//! CSV export of the processed item list.

use crate::error::Result;
use crate::models::{Catalog, Item};
use serde::Serialize;
use std::io::Write;

#[derive(Debug, Serialize)]
struct ItemRow<'a> {
    id: &'a str,
    name: &'a str,
    rarity: String,
    category: String,
    value: u64,
    weight: f64,
    max_stack: u32,
    is_quest_item: bool,
    is_project_item: bool,
    is_upgrade_item: bool,
    is_safe_to_recycle: bool,
    used_in: String,
    quests: String,
    rarity_color: &'static str,
}

impl<'a> ItemRow<'a> {
    fn new(item: &'a Item, catalog: &Catalog) -> Self {
        let used_in = catalog
            .index
            .projects_using(&item.id)
            .iter()
            .map(|u| format!("{} x{}", u.project, u.count))
            .collect::<Vec<_>>()
            .join("; ");
        Self {
            id: &item.id,
            name: &item.name,
            rarity: item.rarity.to_string(),
            category: item.category.to_string(),
            value: item.value,
            weight: item.weight,
            max_stack: item.max_stack,
            is_quest_item: item.is_quest_item(),
            is_project_item: item.is_project_item(),
            is_upgrade_item: item.is_upgrade_item(),
            is_safe_to_recycle: item.is_safe_to_recycle(),
            used_in,
            quests: catalog.index.quests_referencing(&item.id).join("; "),
            rarity_color: item.rarity.color(),
        }
    }
}

/// Write one CSV row per item. Returns the number of rows written.
pub fn write_items_csv<W: Write>(catalog: &Catalog, items: &[&Item], writer: W) -> Result<usize> {
    let mut csv_writer = csv::Writer::from_writer(writer);
    for item in items {
        csv_writer.serialize(ItemRow::new(item, catalog))?;
    }
    csv_writer.flush()?;
    Ok(items.len())
}
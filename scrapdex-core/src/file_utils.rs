//! File utility functions for static data directories.

use crate::error::{ScrapdexError, Result};
use std::path::{Path, PathBuf};
use walkdir::WalkDir;

/// Recursively find files with given extension in a directory.
pub fn find_files_with_extension(dir: &Path, extension: &str) -> Result<Vec<PathBuf>> {
    if !dir.exists() {
        return Err(ScrapdexError::Io(std::io::Error::new(
            std::io::ErrorKind::NotFound,
            format!("Directory not found: {}", dir.display()),
        )));
    }

    let mut files = Vec::new();
    for entry in WalkDir::new(dir).into_iter().filter_map(|e| e.ok()) {
        if entry.file_type().is_file() {
            if let Some(ext) = entry.path().extension() {
                if ext == extension {
                    files.push(entry.path().to_path_buf());
                }
            }
        }
    }
    files.sort();
    Ok(files)
}

/// Read file with UTF-8 encoding.
pub fn read_utf8_file(path: &Path) -> Result<String> {
    Ok(std::fs::read_to_string(path)?)
}

/// Read and parse a JSON document.
pub fn read_json_file(path: &Path) -> Result<serde_json::Value> {
    let text = read_utf8_file(path)?;
    serde_json::from_str(&text).map_err(|e| {
        ScrapdexError::Parse(format!("Invalid JSON in {}: {}", path.display(), e))
    })
}

/// File stem as an owned string, used as an item id fallback.
pub fn file_stem(path: &Path) -> Option<String> {
    path.file_stem()
        .and_then(|s| s.to_str())
        .map(|s| s.to_string())
}
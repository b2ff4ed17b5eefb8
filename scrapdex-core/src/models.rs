//! Data models for game item data.

use chrono::{DateTime, Utc};
use serde::{Deserialize, Serialize};
use std::fmt;
use std::str::FromStr;

use crate::error::ScrapdexError;
use crate::linker::ReferenceIndex;

/// Item rarity, used for a display color and an ordinal sort weight.
#[derive(Debug, Clone, Copy, PartialEq, Eq, Hash, Serialize, Deserialize, Default)]
#[serde(rename_all = "lowercase")]
pub enum Rarity {
    Common,
    Uncommon,
    Rare,
    Epic,
    Legendary,
    #[default]
    Unknown,
}

impl Rarity {
    /// Parse a rarity label case-insensitively. Unrecognized labels map to `Unknown`.
    pub fn parse(raw: &str) -> Self {
        match raw.trim().to_lowercase().as_str() {
            "common" => Rarity::Common,
            "uncommon" => Rarity::Uncommon,
            "rare" => Rarity::Rare,
            "epic" => Rarity::Epic,
            "legendary" => Rarity::Legendary,
            _ => Rarity::Unknown,
        }
    }

    /// Sort weight, higher is rarer.
    pub fn ordinal(self) -> u8 {
        match self {
            Rarity::Unknown => 0,
            Rarity::Common => 1,
            Rarity::Uncommon => 2,
            Rarity::Rare => 3,
            Rarity::Epic => 4,
            Rarity::Legendary => 5,
        }
    }

    /// Display color as a hex string.
    pub fn color(self) -> &'static str {
        match self {
            Rarity::Common => "#9ca3af",
            Rarity::Uncommon => "#22c55e",
            Rarity::Rare => "#3b82f6",
            Rarity::Epic => "#a855f7",
            Rarity::Legendary => "#f59e0b",
            Rarity::Unknown => "#6b7280",
        }
    }

    /// ANSI foreground color code for terminal output.
    pub fn ansi(self) -> &'static str {
        match self {
            Rarity::Common => "\x1b[37m",
            Rarity::Uncommon => "\x1b[32m",
            Rarity::Rare => "\x1b[34m",
            Rarity::Epic => "\x1b[35m",
            Rarity::Legendary => "\x1b[33m",
            Rarity::Unknown => "\x1b[90m",
        }
    }
}

impl fmt::Display for Rarity {
    fn fmt(&self, f: &mut fmt::Formatter<'_>) -> fmt::Result {
        let label = match self {
            Rarity::Common => "Common",
            Rarity::Uncommon => "Uncommon",
            Rarity::Rare => "Rare",
            Rarity::Epic => "Epic",
            Rarity::Legendary => "Legendary",
            Rarity::Unknown => "Unknown",
        };
        f.write_str(label)
    }
}

/// Primary classification of an item. Exactly one per item.
#[derive(Debug, Clone, Copy, PartialEq, Eq, Hash, Serialize, Deserialize, Default)]
#[serde(rename_all = "lowercase")]
pub enum Category {
    Quest,
    Project,
    Upgrade,
    #[default]
    Recycle,
}

impl Category {
    pub const ALL: [Category; 4] = [
        Category::Quest,
        Category::Project,
        Category::Upgrade,
        Category::Recycle,
    ];

    pub fn label(self) -> &'static str {
        match self {
            Category::Quest => "Quest Items",
            Category::Project => "Project Items",
            Category::Upgrade => "Upgrade Items",
            Category::Recycle => "Safe to Recycle",
        }
    }
}

impl fmt::Display for Category {
    fn fmt(&self, f: &mut fmt::Formatter<'_>) -> fmt::Result {
        let name = match self {
            Category::Quest => "quest",
            Category::Project => "project",
            Category::Upgrade => "upgrade",
            Category::Recycle => "recycle",
        };
        f.write_str(name)
    }
}

impl FromStr for Category {
    type Err = ScrapdexError;

    fn from_str(s: &str) -> Result<Self, Self::Err> {
        match s.trim().to_lowercase().as_str() {
            "quest" | "quests" => Ok(Category::Quest),
            "project" | "projects" => Ok(Category::Project),
            "upgrade" | "upgrades" => Ok(Category::Upgrade),
            "recycle" | "safe" | "safe-to-recycle" => Ok(Category::Recycle),
            other => Err(ScrapdexError::Parse(format!("Unknown category: {}", other))),
        }
    }
}

/// An (item identifier, quantity) pair.
#[derive(Debug, Clone, PartialEq, Eq, Serialize, Deserialize)]
pub struct IngredientRef {
    pub item_id: String,
    pub quantity: u32,
}

impl IngredientRef {
    pub fn new(item_id: impl Into<String>, quantity: u32) -> Self {
        Self {
            item_id: item_id.into(),
            quantity,
        }
    }
}

/// Canonical item record.
#[derive(Debug, Clone, PartialEq, Serialize, Deserialize)]
#[serde(rename_all = "camelCase")]
pub struct Item {
    pub id: String,
    pub name: String,
    pub description: String,
    pub rarity: Rarity,
    pub item_type: Option<String>,
    pub weight: f64,
    pub max_stack: u32,
    pub value: u64,
    pub image: Option<String>,
    pub recipe: Vec<IngredientRef>,
    pub recycles_into: Vec<IngredientRef>,
    pub category: Category,
}

impl Item {
    /// Create an item with defaulted numeric fields.
    pub fn new(id: impl Into<String>, name: impl Into<String>) -> Self {
        Self {
            id: id.into(),
            name: name.into(),
            description: String::new(),
            rarity: Rarity::Unknown,
            item_type: None,
            weight: 0.0,
            max_stack: 1,
            value: 0,
            image: None,
            recipe: Vec::new(),
            recycles_into: Vec::new(),
            category: Category::Recycle,
        }
    }

    pub fn is_quest_item(&self) -> bool {
        self.category == Category::Quest
    }

    pub fn is_project_item(&self) -> bool {
        self.category == Category::Project
    }

    pub fn is_upgrade_item(&self) -> bool {
        self.category == Category::Upgrade
    }

    pub fn is_safe_to_recycle(&self) -> bool {
        self.category == Category::Recycle
    }
}

/// Quest record; only the name, trader and item-bearing lists are consumed.
#[derive(Debug, Clone, PartialEq, Serialize, Deserialize)]
pub struct Quest {
    pub name: String,
    pub trader: Option<String>,
    /// Structured item references (required items, rewards with ids).
    pub item_refs: Vec<IngredientRef>,
    /// Free-text objectives, matched against item names.
    pub objectives: Vec<String>,
}

/// Crafting project: consumes `cost` to yield `yields`.
#[derive(Debug, Clone, PartialEq, Serialize, Deserialize)]
pub struct Project {
    pub name: String,
    pub cost: Vec<IngredientRef>,
    pub yields: Vec<IngredientRef>,
}

/// Trader offer: `trader` sells `quantity` of `item_id` for `cost`.
#[derive(Debug, Clone, PartialEq, Serialize, Deserialize)]
pub struct Trade {
    pub trader: String,
    pub item_id: String,
    pub quantity: u32,
    pub cost: Option<IngredientRef>,
}

/// A project that consumes a given item.
#[derive(Debug, Clone, PartialEq, Serialize, Deserialize)]
pub struct ProjectUsage {
    pub project: String,
    pub count: u32,
    pub is_upgrade: bool,
}

/// A trader offering a given item.
#[derive(Debug, Clone, PartialEq, Serialize, Deserialize)]
pub struct TradeOffer {
    pub trader: String,
    pub quantity: u32,
    pub cost: Option<IngredientRef>,
}

/// Raw item document as delivered by a data source.
#[derive(Debug, Clone)]
pub struct RawItem {
    /// File stem of the document, when the source is a per-item file repository.
    pub file_stem: Option<String>,
    pub doc: serde_json::Value,
}

impl RawItem {
    pub fn new(doc: serde_json::Value) -> Self {
        Self { file_stem: None, doc }
    }

    pub fn from_file(file_stem: impl Into<String>, doc: serde_json::Value) -> Self {
        Self {
            file_stem: Some(file_stem.into()),
            doc,
        }
    }
}

/// Processed item list plus reverse lookups, cached as one blob.
#[derive(Debug, Clone, Serialize, Deserialize)]
pub struct Catalog {
    pub items: Vec<Item>,
    pub index: ReferenceIndex,
    pub built_at: DateTime<Utc>,
}

impl Catalog {
    pub fn find(&self, id: &str) -> Option<&Item> {
        self.items.iter().find(|item| item.id == id)
    }

    pub fn count(&self, category: Category) -> usize {
        self.items.iter().filter(|item| item.category == category).count()
    }
}

/// One item expanded with its resolved relationships.
#[derive(Debug, Clone, PartialEq, Serialize)]
pub struct ItemDetail {
    pub item: Item,
    pub crafted_from: Vec<IngredientRef>,
    pub recycles_into: Vec<IngredientRef>,
    pub recycled_from: Vec<IngredientRef>,
    pub used_in: Vec<ProjectUsage>,
    pub quests: Vec<String>,
    pub traders: Vec<TradeOffer>,
}
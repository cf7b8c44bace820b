use clap::Parser;
use tracing_subscriber::EnvFilter;

use swwwitch::{Awww, Router, SystemRunner, WallpaperConfig, cli::Args};

const LOG_ENV: &str = "SWWWITCH_LOG";

fn init_logging() {
    tracing_subscriber::fmt()
        .with_env_filter(
            EnvFilter::try_from_env(LOG_ENV).unwrap_or_else(|_| EnvFilter::new("warn")),
        )
        .with_writer(std::io::stderr)
        .with_target(false)
        .init();
}

fn main() {
    init_logging();

    let args = match Args::try_parse() {
        Ok(args) => args,
        Err(err) => {
            let _ = err.print();
            std::process::exit(1);
        }
    };

    if let Err(err) = run(args) {
        eprintln!("Error: {err}");
        eprintln!("Use 'swwwitch --help' for usage information");
        std::process::exit(1);
    }
}

fn run(args: Args) -> anyhow::Result<()> {
    let config = WallpaperConfig::from_env().with_dir_override(args.dir.as_deref());
    tracing::debug!(?config, "resolved configuration");

    let daemon = Awww::new(SystemRunner);
    let mut router = Router::new(&config, &daemon, rand::rng());
    router.run(args.intent(), &mut std::io::stdout().lock())?;
    Ok(())
}
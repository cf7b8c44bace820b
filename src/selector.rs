use crate::{Error, Result};
use rand::Rng;
use rand::seq::IndexedRandom;
use std::fs;
use std::path::{Path, PathBuf};
use walkdir::WalkDir;

pub const IMAGE_EXTENSIONS: [&str; 5] = ["jpg", "jpeg", "png", "gif", "webp"];

#[derive(Debug, Clone, PartialEq, Eq)]
pub struct Category {
    pub name: String,
    pub count: usize,
}

pub fn is_image_file(path: &Path) -> bool {
    path.extension()
        .map(|ext| ext.to_string_lossy().to_lowercase())
        .is_some_and(|ext| IMAGE_EXTENSIONS.contains(&ext.as_str()))
}

/// Recursively collects every image under `dir`, in file name order.
/// Entries that cannot be read are skipped.
pub fn find_wallpapers(dir: &Path) -> Vec<PathBuf> {
    let wallpapers: Vec<PathBuf> = WalkDir::new(dir)
        .sort_by_file_name()
        .into_iter()
        .filter_map(|entry| match entry {
            Ok(entry) => Some(entry),
            Err(err) => {
                tracing::warn!("skipping unreadable entry: {err}");
                None
            }
        })
        .filter(|entry| !entry.file_type().is_dir() && is_image_file(entry.path()))
        .map(|entry| entry.into_path())
        .collect();

    tracing::debug!(dir = %dir.display(), found = wallpapers.len(), "scanned for wallpapers");
    wallpapers
}

/// Lists the immediate subdirectories of `root` with their image counts,
/// sorted by name. An empty list means the root has no categories yet.
pub fn list_categories(root: &Path) -> Result<Vec<Category>> {
    if !root.is_dir() {
        return Err(Error::DirectoryNotFound(root.to_path_buf()));
    }

    let entries = fs::read_dir(root).map_err(|source| Error::ReadDir {
        path: root.to_path_buf(),
        source,
    })?;

    let mut categories: Vec<Category> = entries
        .filter_map(|entry| entry.ok())
        .filter(|entry| entry.file_type().is_ok_and(|kind| kind.is_dir()))
        .map(|entry| Category {
            name: entry.file_name().to_string_lossy().into_owned(),
            count: find_wallpapers(&entry.path()).len(),
        })
        .collect();

    categories.sort_by(|a, b| a.name.cmp(&b.name));
    Ok(categories)
}

pub fn resolve_category(root: &Path, name: &str) -> Result<PathBuf> {
    let path = root.join(name);
    if path.is_dir() {
        Ok(path)
    } else {
        Err(Error::CategoryNotFound {
            category: name.to_string(),
            root: root.to_path_buf(),
        })
    }
}

pub fn pick_random<'a, T, R>(candidates: &'a [T], rng: &mut R) -> Result<&'a T>
where
    R: Rng + ?Sized,
{
    candidates
        .choose(rng)
        .ok_or(Error::NoWallpapersFound(None))
}

/// Directory of `path` relative to `root`, or `None` for files sitting
/// directly in the root.
pub fn category_of(root: &Path, path: &Path) -> Option<PathBuf> {
    let parent = path.strip_prefix(root).ok()?.parent()?;
    if parent.as_os_str().is_empty() {
        None
    } else {
        Some(parent.to_path_buf())
    }
}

========================

REQUIREMENT: Only the lines with "candidates" are needed; find them in the records and copy each one.

EXPECTED OUTPUT:
pub fn pick_random<'a, T, R>(candidates: &'a [T], rng: &mut R) -> Result<&'a T>
    candidates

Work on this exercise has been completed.